An obvious conclusion is that Stellar (XLM) has lost the sidechain deployment race to Ripple (XRP). I think the Ripple Team has won because they are apparently sending remittance payments via RippleNet corridors right now.
The RippleNet corridors are important because it could use them for far more than remittances. For instance, e-commerce companies like Amazon (NASDAQ: AMZN) or Netflix (NASDAQ: NFLX) might accept payment through them. In like manner, banks could send loans to customers in developing nations via a RippleNet or Stellar Network corridor.
Is Stellar (XLM) a Good Speculative cryptocurrency?
Presently, Stellar (XLM) is a good concept for a cryptocurrency rather than a good speculative altcoin. The basic idea is great but Stellar.org has not executed it yet.
Despite that, Stellar (XLM) is a good long-term speculative asset because it is cheap right now.

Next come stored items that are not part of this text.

impl InteractionController {
    pub fn new(config: InteractionConfig) -> Self {
        Self {
            config,
            registry: None,
            logger: None,
            metrics: None,
            events: Arc::new(NullEventSink),
            active: HashMap::new(),
            transient: HashMap::new(),
        }
    }

    pub fn with_registry(mut self, registry: Arc<WidgetRegistry>) -> Self {
        self.registry = Some(registry);
        self
    }

    pub fn with_logger(mut self, logger: Logger) -> Self {
        self.logger = Some(logger);
        self
    }

    pub fn with_metrics(mut self, metrics: Arc<Mutex<InteractionMetrics>>) -> Self {
        self.metrics = Some(metrics);
        self
    }

    pub fn with_event_sink(mut self, sink: Arc<dyn CanvasEventSink>) -> Self {
        self.events = sink;
        self
    }

    pub fn config(&self) -> InteractionConfig {
        self.config
    }

    pub fn state(&self, widget_id: &str) -> InteractionState {
        match self.active.get(widget_id).map(ActiveGesture::kind) {
            None => InteractionState::Idle,
            Some(GestureKind::Drag) => InteractionState::Dragging,
            Some(GestureKind::Resize) => InteractionState::Resizing,
        }
    }

    pub fn is_active(&self) -> bool {
        !self.active.is_empty()
    }

    /// Ids of widgets with a gesture in flight, sorted.
    pub fn active_widgets(&self) -> Vec<&str> {
        let mut ids: Vec<&str> = self.active.keys().map(String::as_str).collect();
        ids.sort_unstable();
        ids
    }

    /// Uncommitted position of a widget while it is being moved or resized.
    pub fn transient_position(&self, widget_id: &str) -> Option<WidgetPosition> {
        self.transient.get(widget_id).copied()
    }

    pub fn start_drag(
        &mut self,
        pointer: &PointerEvent,
        widget: &WidgetInstance,
        page: &Page,
        position: WidgetPosition,
        container: Size,
    ) -> GestureStart {
        self.start(pointer, widget, page, position, container, GestureKind::Drag)
    }

    pub fn start_resize(
        &mut self,
        pointer: &PointerEvent,
        widget: &WidgetInstance,
        page: &Page,
        position: WidgetPosition,
        container: Size,
    ) -> GestureStart {
        self.start(pointer, widget, page, position, container, GestureKind::Resize)
    }

    fn start(
        &mut self,
        pointer: &PointerEvent,
        widget: &WidgetInstance,
        page: &Page,
        position: WidgetPosition,
        container: Size,
        kind: GestureKind,
    ) -> GestureStart {
        if let Some(active) = self.active.get(&widget.id).map(ActiveGesture::kind) {
            self.with_metrics_mut(InteractionMetrics::record_start_ignored);
            self.emit(
                CanvasEventBuilder::new(CanvasEventKind::GestureIgnored, &widget.id)
                    .detail("gesture", json!(kind.as_str()))
                    .detail("active_gesture", json!(active.as_str())),
            );
            self.log(
                LogLevel::Debug,
                "gesture.ignored",
                [
                    json_str("widget", widget.id.as_str()),
                    json_str("gesture", kind.as_str()),
                    json_str("active_gesture", active.as_str()),
                ],
            );
            return GestureStart::Ignored { active };
        }

        let Some((pointer_x, pointer_y)) = pointer.coordinates() else {
            return GestureStart::Unsupported;
        };

        let motion = match kind {
            GestureKind::Drag => Motion::Drag {
                offset_x: pointer_x - position.x,
                offset_y: pointer_y - position.y,
            },
            GestureKind::Resize => Motion::Resize {
                start_x: pointer_x,
                start_y: pointer_y,
                start_width: position.width,
                start_height: position.height,
                min: self.min_size_for(&widget.widget_type),
            },
        };

        self.active.insert(
            widget.id.clone(),
            ActiveGesture {
                page: page.clone(),
                container,
                motion,
            },
        );
        self.transient.insert(widget.id.clone(), position);

        self.with_metrics_mut(InteractionMetrics::record_gesture_started);
        self.emit(
            CanvasEventBuilder::new(CanvasEventKind::GestureStarted, &widget.id)
                .detail("gesture", json!(kind.as_str())),
        );
        self.log(
            LogLevel::Debug,
            "gesture.started",
            [
                json_str("widget", widget.id.as_str()),
                json_str("gesture", kind.as_str()),
            ],
        );
        GestureStart::Started
    }

    fn min_size_for(&self, widget_type: &str) -> Size {
        self.registry
            .as_deref()
            .and_then(|registry| registry.min_size(widget_type))
            .unwrap_or(Size::new(self.config.min_width, self.config.min_height))
    }

    fn sole_gesture(&self) -> Option<String> {
        let mut ids = self.active.keys();
        match (ids.next(), ids.next()) {
            (Some(only), None) => Some(only.clone()),
            _ => None,
        }
    }

    /// [`Self::move_gesture`] on the sole active gesture.
    pub fn on_pointer_move(&mut self, pointer: &PointerEvent) -> Option<WidgetPosition> {
        let widget_id = self.sole_gesture()?;
        self.move_gesture(&widget_id, pointer)
    }

    /// Applies a pointer move to `widget_id`'s gesture and returns the
    /// snapped transient position. `None` when the widget has no gesture or
    /// the pointer is unusable.
    pub fn move_gesture(
        &mut self,
        widget_id: &str,
        pointer: &PointerEvent,
    ) -> Option<WidgetPosition> {
        let active = self.active.get(widget_id)?;
        let (pointer_x, pointer_y) = pointer.coordinates()?;
        let current = self.transient.get(widget_id).copied()?;

        let candidate = match active.motion {
            Motion::Drag { offset_x, offset_y } => WidgetPosition {
                x: pointer_x - offset_x,
                y: pointer_y - offset_y,
                ..current
            },
            Motion::Resize {
                start_x,
                start_y,
                start_width,
                start_height,
                min,
            } => WidgetPosition {
                width: min.width.max(start_width + (pointer_x - start_x)),
                height: min.height.max(start_height + (pointer_y - start_y)),
                ..current
            },
        };

        let snapped = snap_to_grid_with_margins(candidate, &active.page, active.container);
        self.transient.insert(widget_id.to_string(), snapped);

        self.with_metrics_mut(InteractionMetrics::record_move);
        self.emit(
            CanvasEventBuilder::new(CanvasEventKind::PositionPreviewed, widget_id)
                .detail("x", json!(snapped.x))
                .detail("y", json!(snapped.y))
                .detail("width", json!(snapped.width))
                .detail("height", json!(snapped.height)),
        );
        Some(snapped)
    }

    /// [`Self::end_gesture`] on the sole active gesture.
    pub fn on_pointer_end<C>(
        &mut self,
        commit: &mut C,
    ) -> Result<Option<CommittedPosition>, CommitError>
    where
        C: PositionCommit + ?Sized,
    {
        match self.sole_gesture() {
            Some(widget_id) => self.end_gesture(&widget_id, commit),
            None => Ok(None),
        }
    }

    /// Ends `widget_id`'s gesture, handing its last transient position to
    /// `commit`. The widget returns to idle and its transient entry is
    /// cleared whether or not the commit succeeds.
    pub fn end_gesture<C>(
        &mut self,
        widget_id: &str,
        commit: &mut C,
    ) -> Result<Option<CommittedPosition>, CommitError>
    where
        C: PositionCommit + ?Sized,
    {
        let Some(active) = self.active.remove(widget_id) else {
            return Ok(None);
        };
        let Some(position) = self.transient.get(widget_id).copied() else {
            return Ok(None);
        };

        let outcome = commit.commit_position(widget_id, position);
        self.transient.remove(widget_id);
        self.with_metrics_mut(|metrics| metrics.record_commit(outcome.is_ok()));

        match outcome {
            Ok(()) => {
                self.emit(
                    CanvasEventBuilder::new(CanvasEventKind::PositionCommitted, widget_id)
                        .detail("gesture", json!(active.kind().as_str()))
                        .detail("x", json!(position.x))
                        .detail("y", json!(position.y))
                        .detail("width", json!(position.width))
                        .detail("height", json!(position.height)),
                );
                self.log(
                    LogLevel::Info,
                    "position.committed",
                    [
                        json_str("widget", widget_id),
                        json_kv("x", position.x),
                        json_kv("y", position.y),
                        json_kv("width", position.width),
                        json_kv("height", position.height),
                    ],
                );
                Ok(Some(CommittedPosition {
                    widget_id: widget_id.to_string(),
                    position,
                }))
            }
            Err(err) => {
                self.emit(
                    CanvasEventBuilder::new(CanvasEventKind::CommitFailed, widget_id)
                        .detail("reason", json!(err.reason)),
                );
                self.log(
                    LogLevel::Warn,
                    "position.commit_failed",
                    [
                        json_str("widget", widget_id),
                        json_str("reason", err.reason.as_str()),
                    ],
                );
                Err(err)
            }
        }
    }

    /// [`Self::cancel_gesture`] on the sole active gesture. Returns the
    /// widget id that was being manipulated.
    pub fn cancel(&mut self) -> Option<String> {
        let widget_id = self.sole_gesture()?;
        self.cancel_gesture(&widget_id).then_some(widget_id)
    }

    /// Abandons `widget_id`'s gesture without committing.
    pub fn cancel_gesture(&mut self, widget_id: &str) -> bool {
        let Some(active) = self.active.remove(widget_id) else {
            return false;
        };
        self.transient.remove(widget_id);

        self.with_metrics_mut(InteractionMetrics::record_cancellation);
        self.emit(
            CanvasEventBuilder::new(CanvasEventKind::GestureCancelled, widget_id)
                .detail("gesture", json!(active.kind().as_str())),
        );
        self.log(
            LogLevel::Debug,
            "gesture.cancelled",
            [json_str("widget", widget_id)],
        );
        true
    }

    /// Abandons every gesture in flight; returns the affected ids, sorted.
    pub fn cancel_all(&mut self) -> Vec<String> {
        let ids: Vec<String> = self
            .active_widgets()
            .into_iter()
            .map(str::to_string)
            .collect();
        for id in &ids {
            self.cancel_gesture(id);
        }
        ids
    }

    /// Routes crossterm input into the active gesture.
    ///
    /// A terminal has one pointer, so moves and releases go to the sole
    /// active gesture; Escape cancels everything in flight. Button presses
    /// are left to the host, which hit-tests widgets and calls
    /// `start_drag`/`start_resize`.
    pub fn handle_terminal_event<C>(
        &mut self,
        event: &Event,
        commit: &mut C,
    ) -> Result<EventFlow, CommitError>
    where
        C: PositionCommit + ?Sized,
    {
        if !self.is_active() {
            return Ok(EventFlow::Continue);
        }
        match event {
            Event::Mouse(mouse) => {
                let Some(widget_id) = self.sole_gesture() else {
                    return Ok(EventFlow::Continue);
                };
                match classify_mouse(mouse) {
                    Some(PointerPhase::Move) => {
                        self.move_gesture(&widget_id, &PointerEvent::from(mouse));
                        Ok(EventFlow::Consumed)
                    }
                    Some(PointerPhase::Up) => {
                        self.end_gesture(&widget_id, commit)?;
                        Ok(EventFlow::Consumed)
                    }
                    Some(PointerPhase::Down) | None => Ok(EventFlow::Continue),
                }
            }
            Event::Key(key) if is_cancel_key(key) => {
                self.cancel_all();
                Ok(EventFlow::Consumed)
            }
            _ => Ok(EventFlow::Continue),
        }
    }

    /// Writes the current metrics snapshot to the logger under
    /// `canvas::metrics`. No-op without both a logger and metrics.
    pub fn log_metrics(&self, uptime: Duration) {
        let (Some(logger), Some(metrics)) = (&self.logger, &self.metrics) else {
            return;
        };
        let snapshot = metrics
            .lock()
            .unwrap_or_else(PoisonError::into_inner)
            .snapshot(uptime);
        let _ = logger.log_event(snapshot.to_log_event(METRICS_TARGET));
    }

    fn with_metrics_mut(&self, update: impl FnOnce(&mut InteractionMetrics)) {
        if let Some(metrics) = &self.metrics {
            update(&mut metrics.lock().unwrap_or_else(PoisonError::into_inner));
        }
    }

    fn emit(&self, builder: CanvasEventBuilder) {
        self.events.emit(builder.finish());
    }

    fn log<const N: usize>(
        &self,
        level: LogLevel,
        message: &str,
        fields: [(String, serde_json::Value); N],
    ) {
        if let Some(logger) = &self.logger {
            let _ = logger.log_event(event_with_fields(level, LOG_TARGET, message, fields));
        }
    }
}
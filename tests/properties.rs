use std::collections::HashSet;

use proptest::prelude::*;
use widget_canvas::{
    Cell, GridPlacement, GridWidget, Page, Size, WidgetPosition, compute_layout,
    constrain_to_margins, detect_collisions, snap_to_grid_with_margins,
};

const EPSILON: f64 = 1e-9;

/// A page plus a container whose available space divides evenly into cells.
#[derive(Debug, Clone)]
struct Board {
    page: Page,
    container: Size,
    cell: (f64, f64),
}

impl Board {
    fn space(&self) -> (f64, f64, f64, f64) {
        let left = f64::from(self.page.margin_left);
        let top = f64::from(self.page.margin_top);
        let right = self.container.width - f64::from(self.page.margin_right);
        let bottom = self.container.height - f64::from(self.page.margin_bottom);
        (left, top, right, bottom)
    }
}

fn arb_board(snapping: bool) -> impl Strategy<Value = Board> {
    (
        1u32..=12,
        1u32..=12,
        8u32..=80,
        8u32..=80,
        prop::array::uniform4(0u32..=120),
    )
        .prop_map(move |(rows, cols, cell_w, cell_h, [top, right, bottom, left])| {
            let width = f64::from(left + right + cols * cell_w);
            let height = f64::from(top + bottom + rows * cell_h);
            Board {
                page: Page::new("p", "prop")
                    .with_grid(rows, cols)
                    .with_snapping(snapping)
                    .with_margins(top, right, bottom, left),
                container: Size::new(width, height),
                cell: (f64::from(cell_w), f64::from(cell_h)),
            }
        })
}

/// A board and a widget that fits inside its available space, placed
/// anywhere (including outside the margins).
fn arb_board_and_widget(snapping: bool) -> impl Strategy<Value = (Board, WidgetPosition)> {
    arb_board(snapping).prop_flat_map(|board| {
        let (left, top, right, bottom) = board.space();
        let max_w = right - left;
        let max_h = bottom - top;
        let span_x = board.container.width;
        let span_y = board.container.height;
        (
            Just(board),
            -span_x..span_x * 2.0,
            -span_y..span_y * 2.0,
            1.0..=max_w,
            1.0..=max_h,
        )
            .prop_map(|(board, x, y, w, h)| (board, WidgetPosition::new(x, y, w, h)))
    })
}

fn arb_widgets(rows: u32, cols: u32) -> impl Strategy<Value = Vec<GridWidget>> {
    let rows = rows as i32;
    let cols = cols as i32;
    prop::collection::vec(
        (-2..rows + 2, -2..cols + 2, -1..=rows, -1..=cols),
        0..10,
    )
    .prop_map(|raw| {
        raw.into_iter()
            .enumerate()
            .map(|(i, (row, col, rs, cs))| {
                GridWidget::new(format!("w{i}"), GridPlacement::new(row, col, rs, cs))
            })
            .collect()
    })
}

fn covers(widget: &GridWidget, cell: Cell) -> bool {
    let p = widget.placement;
    cell.row >= p.row
        && i64::from(cell.row) < p.bottom()
        && cell.col >= p.col
        && i64::from(cell.col) < p.right()
}

fn assert_contained(board: &Board, pos: WidgetPosition) -> Result<(), TestCaseError> {
    let (left, top, right, bottom) = board.space();
    prop_assert!(pos.x >= left - EPSILON, "x {} < left {}", pos.x, left);
    prop_assert!(pos.y >= top - EPSILON, "y {} < top {}", pos.y, top);
    prop_assert!(pos.right() <= right + EPSILON, "right {} > {}", pos.right(), right);
    prop_assert!(pos.bottom() <= bottom + EPSILON, "bottom {} > {}", pos.bottom(), bottom);
    Ok(())
}

proptest! {
    #[test]
    fn snapping_twice_changes_nothing((board, pos) in arb_board_and_widget(true)) {
        let once = snap_to_grid_with_margins(pos, &board.page, board.container);
        let twice = snap_to_grid_with_margins(once, &board.page, board.container);
        prop_assert!((once.x - twice.x).abs() < EPSILON);
        prop_assert!((once.y - twice.y).abs() < EPSILON);
        prop_assert!((once.width - twice.width).abs() < EPSILON);
        prop_assert!((once.height - twice.height).abs() < EPSILON);
    }

    #[test]
    fn snapped_sizes_are_whole_cells((board, pos) in arb_board_and_widget(true)) {
        let snapped = snap_to_grid_with_margins(pos, &board.page, board.container);
        let cols = snapped.width / board.cell.0;
        let rows = snapped.height / board.cell.1;
        prop_assert!((cols - cols.round()).abs() < EPSILON);
        prop_assert!((rows - rows.round()).abs() < EPSILON);
        prop_assert!(cols.round() >= 1.0 && rows.round() >= 1.0);
    }

    #[test]
    fn results_stay_inside_margins(
        (board, pos) in arb_board_and_widget(false),
        snapping in any::<bool>(),
    ) {
        let page = board.page.clone().with_snapping(snapping);
        assert_contained(&board, constrain_to_margins(pos, &page, board.container))?;
        assert_contained(&board, snap_to_grid_with_margins(pos, &page, board.container))?;
    }

    #[test]
    fn collisions_are_symmetric(widgets in arb_widgets(6, 6)) {
        let map = detect_collisions(&widgets);
        prop_assert_eq!(map.len(), widgets.len());
        for (id, others) in &map {
            prop_assert!(!others.contains(id));
            for other in others {
                prop_assert!(
                    map[other].contains(id),
                    "{} lists {} but not the reverse", id, other
                );
            }
        }
    }

    #[test]
    fn gaps_partition_the_grid(
        (rows, cols, widgets) in (1u32..=8, 1u32..=8)
            .prop_flat_map(|(rows, cols)| (Just(rows), Just(cols), arb_widgets(rows, cols)))
    ) {
        let result = compute_layout(&widgets, rows, cols);
        let gaps: HashSet<Cell> = result.gaps.iter().copied().collect();
        prop_assert_eq!(gaps.len(), result.gaps.len(), "a gap is listed twice");

        for row in 0..rows as i32 {
            for col in 0..cols as i32 {
                let cell = Cell::new(row, col);
                let occupied = widgets.iter().any(|w| covers(w, cell));
                prop_assert_eq!(occupied, !gaps.contains(&cell), "cell {:?}", cell);
            }
        }
        prop_assert!(gaps.iter().all(|c| c.row < rows as i32 && c.col < cols as i32));
        prop_assert_eq!(result.positions.len(), widgets.len());
    }
}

For example, Stellar XLM) achieved a coin price of 21.66¢ on 13 October 2018.
The Coin Price was complimented by a $4.092 billion Market Capitalization and a 24-Hour Market Volume of $50.390 million on 13 October 2018. Those figures reveal a lot of market interest in Stellar (XLM).
Furthermore, there was a Circulating Supply of 18.889 billion XLM and a Total Supply of 104.364 billion XLM on 13 October 2018. Those figures reveal a large supply of Stellar (XLM) at a realistic price.
Under these circumstances, Stellar (XLM) is a good risk for speculators that want to buy and hold a cryptocurrency for a long time. Everybody else should stay away from Stellar (XLM) until Stellar.org offers evidence of real world use for Stellar.